Ayer jueves, 21 de mayo, fallecía en la ciudad italiana de Bra a los 76 años Carlo Petrini, fundador de Slow Food, un movimiento mundial que actúa para garantizar alimentos buenos, limpios y justos para todos.
Líder visionario e intelectual público, profundamente comprometido con el bien común, las relaciones humanas y el mundo natural, Carlo Petrini fundó Slow Food en 1986, y posteriormente puso en marcha otras influyentes iniciativas como el encuentro internacional Terra Madre y la Universidad de Ciencias Gastronómicas de Pollenzo, a través de las cuales dio vida a este movimiento global arraigado en los valores de una alimentación buena, limpia y justa para todos y todas, conectando comunidades, agricultores/as, artesanos/as del alimento, cocineros/as, activistas y jóvenes de todo el mundo.
Carlo Petrini, fundador de Slow Food
Bajo el símbolo de un caracol, que representa la importancia de tomarse el tiempo para disfrutar de los alimentos y proteger la herencia gastronómica, Slow Food define estos tres valores de la alimentación como:
- Buena: unos alimentos frescos, de temporada y de alta calidad organoléptica que respeten las tradiciones locales.
- Limpia: producción y consumo que respeten y defiendan el medio ambiente y la biodiversidad, sin pesticidas ni métodos industriales agresivos.
- Justa: con unos precios accesibles para los consumidores y una retribución justa y digna para los pequeños productores y artesanos.

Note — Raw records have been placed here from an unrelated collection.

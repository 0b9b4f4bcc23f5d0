use crate::config::SentinelConfig;
use crate::eval::{RequestContext, RuleMatch};
use crate::guards::Guard;

pub const RED_FIRST_MESSAGE: &str = "TDD: start with one failing test (create .claude/tdd.red). The implementer should do this automatically on the first RED step.";

/// Blocks SPARC work until the TDD cycle has reached red (or green).
pub struct RedFirstGate {
    red: String,
    green: String,
}

impl RedFirstGate {
    pub fn from_config(config: &SentinelConfig) -> Self {
        Self {
            red: config.tdd_red.clone(),
            green: config.tdd_green.clone(),
        }
    }
}

impl Guard for RedFirstGate {
    fn evaluate(&self, ctx: &RequestContext) -> RuleMatch {
        if !ctx.in_scope {
            return RuleMatch::allow("not in SPARC context");
        }
        if ctx.sentinel_exists(&self.red) {
            return RuleMatch::allow(format!("red phase ({})", self.red));
        }
        if ctx.sentinel_exists(&self.green) {
            return RuleMatch::allow(format!("green phase ({})", self.green));
        }
        RuleMatch::block("no failing test recorded", RED_FIRST_MESSAGE)
    }
}
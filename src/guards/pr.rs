use crate::config::PrConfig;
use crate::eval::{RequestContext, RuleMatch};
use crate::guards::{Guard, non_empty};

pub const READY_MESSAGE: &str =
    "Blocked: Only humans can mark PRs as ready-for-review. Claude Code creates draft PRs only.";
pub const READY_COMMAND_MESSAGE: &str =
    "Blocked: Cannot use 'gh pr ready'. PRs must remain in draft status until human review.";

/// Keeps SPARC pull requests in draft.
///
/// Ready patterns are literal fragments: `pr.*ready` only matches that exact
/// text, so `gh pr ready` falls through to its own message.
pub struct PrStateGuard {
    ready_patterns: Vec<String>,
    ready_command: String,
}

impl PrStateGuard {
    pub fn from_config(config: &PrConfig) -> Self {
        Self {
            ready_patterns: non_empty(&config.ready_patterns),
            ready_command: config.ready_command.clone(),
        }
    }
}

impl Guard for PrStateGuard {
    fn evaluate(&self, ctx: &RequestContext) -> RuleMatch {
        if !ctx.in_scope {
            return RuleMatch::allow("not in SPARC context");
        }

        if let Some(pattern) = ctx.first_match(&self.ready_patterns) {
            return RuleMatch::block(format!("ready-for-review pattern: {pattern}"), READY_MESSAGE);
        }

        if !self.ready_command.is_empty() && ctx.prompt.contains(&self.ready_command) {
            return RuleMatch::block(
                format!("ready command: {}", self.ready_command),
                READY_COMMAND_MESSAGE,
            );
        }

        RuleMatch::allow("no PR state change")
    }
}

Además, como parte del movimiento global Slow Food desarrolló e impulsó proyectos internacionales de protección alimentaria que han beneficiado y logrado mantener grupos locales de productores que, sin este apoyo, habrían desaparecido ya hace años, iniciativas como el Arca del Gusto, un catálogo a nivel mundial que protege y visibiliza productos artesanales, razas y variedades vegetales en peligro de extinción, los Baluartes, programas locales que apoyan directamente a los productores de la zona para salvar métodos tradicionales de cultivo y elaboración, o las Comunidades del Alimento, una serie de redes de productores, cocineros y consumidores que colaboran para mantener vivas las economías locales y el consumo de proximidad (Km 0).
El concepto Km 0
Aunque el término técnico y la iniciativa comercial original del concepto Km 0 (Kilómetro Cero) —alimentos producidos en un radio no mayor a 100 kilómetros, de temporada, cultivo ecológico y libres de transgénicos y preferiblemente adquiridos al propio productor local— surgió en la región italiana de Véneto a manos de una asociación de agricultores locales, Carlo Petrini está considerado su verdadero impulsor global, adoptando y difundiendo internacionalmente este concepto desde Slow Food.

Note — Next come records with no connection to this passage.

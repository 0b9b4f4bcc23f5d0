//! Guard specs: per-hook logic for deciding allow/block.
//!
//! Each hook (plan gate, prompt guard, red-first gate, PR-state guard) has its
//! own `Guard` implementation. All of them share the `ContextClassifier`
//! verdict carried in the `RequestContext`.

/// SPARC context detection from prompt markers.
pub mod classifier;
/// Blocks SPARC requests until the plan is approved.
pub mod plan;
/// Blocks PR status changes that only humans may make.
pub mod pr;
/// Blocks dangerous instructions, with extra patterns inside SPARC.
pub mod prompt;
/// Blocks SPARC implementation work until a failing test exists.
pub mod red;

use std::fmt;
use std::str::FromStr;

use crate::eval::{RequestContext, RuleMatch};

/// Trait for hook guards.
///
/// Each implementation inspects the request context (prompt, scope, sentinel
/// files) and returns a `RuleMatch` with the decision and reason.
pub trait Guard: Send + Sync {
    /// Evaluate the request in the given context and return a decision.
    fn evaluate(&self, ctx: &RequestContext) -> RuleMatch;
}

/// How a hook reports its decision to the caller.
#[derive(Debug, Clone, Copy, PartialEq, Eq)]
pub enum Signal {
    /// One `{"block": ..}` JSON record on stdout.
    Json,
    /// Exit code 0 to proceed, 2 to block, reason on stderr.
    ExitCode,
}

/// The hooks this binary can run, selected by the first CLI argument.
#[derive(Debug, Clone, Copy, PartialEq, Eq, Hash)]
pub enum HookKind {
    PlanGate,
    PromptGuard,
    RedFirst,
    PrState,
}

impl HookKind {
    pub const ALL: [HookKind; 4] = [
        HookKind::PlanGate,
        HookKind::PromptGuard,
        HookKind::RedFirst,
        HookKind::PrState,
    ];

    pub fn as_str(self) -> &'static str {
        match self {
            HookKind::PlanGate => "plan-gate",
            HookKind::PromptGuard => "prompt-guard",
            HookKind::RedFirst => "red-first",
            HookKind::PrState => "pr-state",
        }
    }

    pub fn signal(self) -> Signal {
        match self {
            HookKind::RedFirst => Signal::ExitCode,
            _ => Signal::Json,
        }
    }

    /// Whether unparseable input is treated as an empty record instead of
    /// failing the invocation.
    pub fn tolerates_malformed_input(self) -> bool {
        self == HookKind::RedFirst
    }
}

impl fmt::Display for HookKind {
    fn fmt(&self, f: &mut fmt::Formatter<'_>) -> fmt::Result {
        f.write_str(self.as_str())
    }
}

impl FromStr for HookKind {
    type Err = String;

    fn from_str(s: &str) -> Result<Self, Self::Err> {
        match s {
            "plan-gate" | "enforce-plan-mode" | "enforce_plan_mode" => Ok(HookKind::PlanGate),
            "prompt-guard" | "prompt_guard" => Ok(HookKind::PromptGuard),
            "red-first" | "require-red-first" | "require_red_first" => Ok(HookKind::RedFirst),
            "pr-state" | "verify-pr-state" | "verify_pr_state" => Ok(HookKind::PrState),
            other => Err(format!("unknown hook: {other}")),
        }
    }
}

/// Copy a pattern list, dropping empty entries (they would match every prompt).
///
/// Patterns keep their configured case and are matched against the lowercased
/// prompt, so a pattern with upper-case letters never matches.
pub(crate) fn non_empty(patterns: &[String]) -> Vec<String> {
    patterns.iter().filter(|p| !p.is_empty()).cloned().collect()
}

#[cfg(test)]
mod tests {
    use super::*;

    #[test]
    fn parse_canonical_names() {
        for kind in HookKind::ALL {
            assert_eq!(kind.as_str().parse::<HookKind>(), Ok(kind));
        }
    }

    #[test]
    fn parse_script_aliases() {
        assert_eq!("enforce_plan_mode".parse::<HookKind>(), Ok(HookKind::PlanGate));
        assert_eq!("prompt_guard".parse::<HookKind>(), Ok(HookKind::PromptGuard));
        assert_eq!("require_red_first".parse::<HookKind>(), Ok(HookKind::RedFirst));
        assert_eq!("verify-pr-state".parse::<HookKind>(), Ok(HookKind::PrState));
    }

    #[test]
    fn parse_unknown() {
        assert!("lint".parse::<HookKind>().is_err());
    }

    #[test]
    fn only_red_first_signals_by_exit_code() {
        for kind in HookKind::ALL {
            let expected = if kind == HookKind::RedFirst {
                Signal::ExitCode
            } else {
                Signal::Json
            };
            assert_eq!(kind.signal(), expected, "{kind}");
            assert_eq!(
                kind.tolerates_malformed_input(),
                kind == HookKind::RedFirst,
                "{kind}"
            );
        }
    }
}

“Carlo Petrini creía firmemente que los sueños y las visiones, cuando son justos, capaces de inspirar la participación colectiva y se persiguen con convicción, no son imposibles de lograr. Su energía, su determinación y su dedicación de toda la vida a los y las demás seguirán siendo una fuerza inspiradora para todo el movimiento Slow Food y para todas las personas que compartieron su visión”, declaran desde el movimiento internacional tras su fallecimiento .
INFORMACIÓN DE SÍNTESIS
Carlo Petrini, fundador del movimiento internacional Slow Food, falleció en Italia a los 76 años. Petrini dedicó su vida a promover una alimentación buena, limpia y justa para todos, oponiéndose al sistema industrial. Bajo el símbolo del caracol, impulsó proyectos globales esenciales como el Arca del Gusto, los Baluartes y las Comunidades del Alimento para proteger la biodiversidad, valorar el consumo de proximidad (Km 0) y garantizar precios dignos a los pequeños productores locales frente al modelo de comida rápida.